**ABOUT THIS EXERCISE**:
Go line by line through the entries below and count those containing the string "secs"; give only the count.

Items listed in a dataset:
★ ★ ★ ★ ★
impl WorkflowRun {
    pub fn deployment_status(&self) -> DeploymentStatus {
        DeploymentStatus::from_ci(&self.status, self.conclusion.as_deref())
    }

    pub fn to_deployment(&self) -> Deployment {
        let status = self.deployment_status();
        let mut d = Deployment {
            commit_sha: self.commit_sha.clone(),
            action: self.display_title.clone(),
            item_id: None,
            status,
            started_at: self.created_at,
            completed_at: None,
            duration: None,
            url: self.url.clone(),
        };
        if status.is_terminal() {
            d.finish(status, self.updated_at);
        }
        d
    }
}

/// The CI system's run history.
#[async_trait]
pub trait RunHistory: Send + Sync {
    /// Most recent runs first.
    async fn recent_runs(&self, limit: usize) -> CmsResult<Vec<WorkflowRun>>;

    /// Latest run for `commit_sha`, or `None` if CI has not picked it up yet.
    async fn run_for_commit(&self, commit_sha: &str) -> CmsResult<Option<WorkflowRun>>;
}

/// Merge the local log with remote history.
///
/// Remote records win for the same commit sha and are emitted once. The
/// result is ordered newest first by `completed_at`, falling back to
/// `started_at`. Ties keep input order, so the merge is deterministic.
pub fn merge_history(local: &[Deployment], remote: &[Deployment]) -> Vec<Deployment> {
    let mut index: HashMap<&str, usize> = HashMap::new();
    for (i, r) in remote.iter().enumerate() {
        index.entry(r.commit_sha.as_str()).or_insert(i);
    }

    let mut merged = Vec::with_capacity(local.len() + remote.len());
    for l in local {
        match index.remove(l.commit_sha.as_str()) {
            Some(i) => merged.push(remote[i].clone()),
            None => merged.push(l.clone()),
        }
    }
    for (i, r) in remote.iter().enumerate() {
        if index.get(r.commit_sha.as_str()) == Some(&i) {
            index.remove(r.commit_sha.as_str());
            merged.push(r.clone());
        }
    }

    merged.sort_by(|a, b| b.sort_key().cmp(&a.sort_key()));
    merged
}

/// Capped log of finished deployments, persisted under [`DEPLOYMENTS_KEY`].
pub struct DeploymentLog {
    max: usize,
    records: Mutex<VecDeque<Deployment>>,
    state: Arc<LocalState>,
}

impl DeploymentLog {
    pub fn load(state: Arc<LocalState>, max: usize) -> Self {
        let mut records: VecDeque<Deployment> = state
            .get::<Vec<Deployment>>(DEPLOYMENTS_KEY)
            .unwrap_or_default()
            .into();
        while records.len() > max {
            records.pop_front();
        }
        Self {
            max,
            records: Mutex::new(records),
            state,
        }
    }

    /// Append (or replace the record for the same commit), evicting the oldest.
    pub fn record(&self, deployment: Deployment) -> CmsResult<()> {
        let snapshot: Vec<Deployment> = {
            let mut records = self.records.lock().unwrap_or_else(|e| e.into_inner());
            records.retain(|d| d.commit_sha != deployment.commit_sha);
            records.push_back(deployment);
            while records.len() > self.max {
                records.pop_front();
            }
            records.iter().cloned().collect()
        };
        self.state.set(DEPLOYMENTS_KEY, &snapshot)
    }

    /// Oldest first.
    pub fn records(&self) -> Vec<Deployment> {
        self.records
            .lock()
            .unwrap_or_else(|e| e.into_inner())
            .iter()
            .cloned()
            .collect()
    }

    pub fn contains(&self, commit_sha: &str) -> bool {
        self.records
            .lock()
            .unwrap_or_else(|e| e.into_inner())
            .iter()
            .any(|d| d.commit_sha == commit_sha)
    }

    pub fn len(&self) -> usize {
        self.records.lock().unwrap_or_else(|e| e.into_inner()).len()
    }

    pub fn is_empty(&self) -> bool {
        self.len() == 0
    }
}

/// In-memory [`RunHistory`] for tests and offline runs.
#[derive(Default)]
pub struct MemoryRunHistory {
    runs: Mutex<Vec<WorkflowRun>>,
    failing: Mutex<bool>,
}

impl MemoryRunHistory {
    pub fn new() -> Self {
        Self::default()
    }

    /// Insert or replace the run for `run.commit_sha`, newest first.
    pub fn upsert(&self, run: WorkflowRun) {
        let mut runs = self.runs.lock().unwrap_or_else(|e| e.into_inner());
        runs.retain(|r| r.commit_sha != run.commit_sha);
        runs.insert(0, run);
    }

    /// Make every call fail with a network-style error until reset.
    pub fn set_failing(&self, failing: bool) {
        *self.failing.lock().unwrap_or_else(|e| e.into_inner()) = failing;
    }

    fn check(&self) -> CmsResult<()> {
        if *self.failing.lock().unwrap_or_else(|e| e.into_inner()) {
            return Err(CmsError::Timeout("memory run history".into()));
        }
        Ok(())
    }
}

#[async_trait]
impl RunHistory for MemoryRunHistory {
    async fn recent_runs(&self, limit: usize) -> CmsResult<Vec<WorkflowRun>> {
        self.check()?;
        let runs = self.runs.lock().unwrap_or_else(|e| e.into_inner());
        Ok(runs.iter().take(limit).cloned().collect())
    }

    async fn run_for_commit(&self, commit_sha: &str) -> CmsResult<Option<WorkflowRun>> {
        self.check()?;
        let runs = self.runs.lock().unwrap_or_else(|e| e.into_inner());
        Ok(runs.iter().find(|r| r.commit_sha == commit_sha).cloned())
    }
}

#[cfg(test)]
mod tests {
    use super::*;
    use chrono::{Duration, TimeZone};

    fn t(secs: i64) -> DateTime<Utc> {
        Utc.with_ymd_and_hms(2025, 1, 1, 0, 0, 0).unwrap() + Duration::seconds(secs)
    }

    fn local(sha: &str, started: i64) -> Deployment {
        Deployment::pending(sha, format!("local {}", sha), Some(format!("item-{}", sha)), t(started))
    }

    fn remote(sha: &str, status: DeploymentStatus, started: i64, done: Option<i64>) -> Deployment {
        let mut d = Deployment::pending(sha, format!("remote {}", sha), None, t(started));
        d.status = status;
        if let Some(done) = done {
            d.finish(status, t(done));
        }
        d
    }

    #[test]
    fn test_ci_status_mapping() {
        use DeploymentStatus::*;
        assert_eq!(DeploymentStatus::from_ci("completed", Some("success")), Completed);
        assert_eq!(DeploymentStatus::from_ci("completed", Some("failure")), Failed);
        assert_eq!(DeploymentStatus::from_ci("completed", Some("cancelled")), Cancelled);
        assert_eq!(DeploymentStatus::from_ci("completed", Some("skipped")), Skipped);
        assert_eq!(DeploymentStatus::from_ci("in_progress", None), InProgress);
        assert_eq!(DeploymentStatus::from_ci("queued", None), Queued);
        assert_eq!(DeploymentStatus::from_ci("pending", None), Pending);
        assert_eq!(DeploymentStatus::from_ci("waiting", None), Queued);
    }

    #[test]
    fn test_terminal_and_failure_classes() {
        use DeploymentStatus::*;
        for s in [Completed, Failed, Cancelled, Skipped, TimedOut] {
            assert!(s.is_terminal(), "{} should be terminal", s);
        }
        for s in [Pending, Queued, InProgress] {
            assert!(!s.is_terminal(), "{} should not be terminal", s);
        }
        assert!(!Cancelled.is_failure());
        assert!(!Skipped.is_failure());
        assert!(Failed.is_failure());
        assert!(TimedOut.is_failure());
    }

    #[test]
    fn test_merge_prefers_remote_for_same_commit() {
        let l = vec![local("X", 0)];
        let r = vec![remote("X", DeploymentStatus::Completed, 0, Some(60))];
        let merged = merge_history(&l, &r);
        assert_eq!(merged.len(), 1);
        assert_eq!(merged[0].commit_sha, "X");
        assert_eq!(merged[0].status, DeploymentStatus::Completed);
        assert_eq!(merged[0].item_id, None);
    }

    #[test]
    fn test_merge_appends_unmatched_and_sorts_desc() {
        let l = vec![local("A", 10), local("B", 100)];
        let r = vec![
            remote("C", DeploymentStatus::InProgress, 50, None),
            remote("A", DeploymentStatus::Failed, 10, Some(200)),
        ];
        let merged = merge_history(&l, &r);
        let shas: Vec<&str> = merged.iter().map(|d| d.commit_sha.as_str()).collect();
        // A completed at 200, B started 100, C started 50
        assert_eq!(shas, vec!["A", "B", "C"]);
        assert_eq!(merged[0].status, DeploymentStatus::Failed);
        assert_eq!(merged[1].item_id.as_deref(), Some("item-B"));
    }

    #[test]
    fn test_merge_is_idempotent() {
        let l = vec![local("A", 10), local("B", 10), local("C", 30)];
        let r = vec![
            remote("D", DeploymentStatus::Completed, 5, Some(10)),
            remote("C", DeploymentStatus::Completed, 30, Some(90)),
            remote("E", DeploymentStatus::Queued, 10, None),
        ];
        let first = merge_history(&l, &r);
        let second = merge_history(&l, &r);
        assert_eq!(first, second);
        assert_eq!(first.len(), 5);
    }

    #[test]
    fn test_merge_dedupes_remote_reruns() {
        let r = vec![
            remote("A", DeploymentStatus::Completed, 20, Some(30)),
            remote("A", DeploymentStatus::Failed, 0, Some(10)),
        ];
        let merged = merge_history(&[], &r);
        assert_eq!(merged.len(), 1);
        assert_eq!(merged[0].status, DeploymentStatus::Completed);
    }

    #[test]
    fn test_workflow_run_to_deployment() {
        let run = WorkflowRun {
            commit_sha: "abc".into(),
            display_title: "Update post".into(),
            status: "completed".into(),
            conclusion: Some("success".into()),
            created_at: t(0),
            updated_at: t(95),
            url: Some("https://ci/run/1".into()),
        };
        let d = run.to_deployment();
        assert_eq!(d.status, DeploymentStatus::Completed);
        assert_eq!(d.completed_at, Some(t(95)));
        assert_eq!(d.duration, Some(95));
        assert_eq!(d.item_id, None);
    }

    #[test]
    fn test_log_is_capped_and_persisted() {
        let state = Arc::new(LocalState::in_memory());
        let log = DeploymentLog::load(state.clone(), 2);
        log.record(local("A", 0)).unwrap();
        log.record(local("B", 1)).unwrap();
        log.record(local("C", 2)).unwrap();
        let shas: Vec<String> = log.records().into_iter().map(|d| d.commit_sha).collect();
        assert_eq!(shas, vec!["B".to_string(), "C".to_string()]);

        let reloaded = DeploymentLog::load(state, 2);
        assert!(reloaded.contains("C"));
        assert!(!reloaded.contains("A"));
    }

    #[test]
    fn test_log_replaces_same_commit() {
        let log = DeploymentLog::load(Arc::new(LocalState::in_memory()), 5);
        log.record(local("A", 0)).unwrap();
        let mut done = local("A", 0);
        done.finish(DeploymentStatus::Completed, t(30));
        log.record(done).unwrap();
        assert_eq!(log.len(), 1);
        assert_eq!(log.records()[0].status, DeploymentStatus::Completed);
    }
}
★ ★ ★ ★ ★
**ANSWER TO THIS EXERCISE**:
2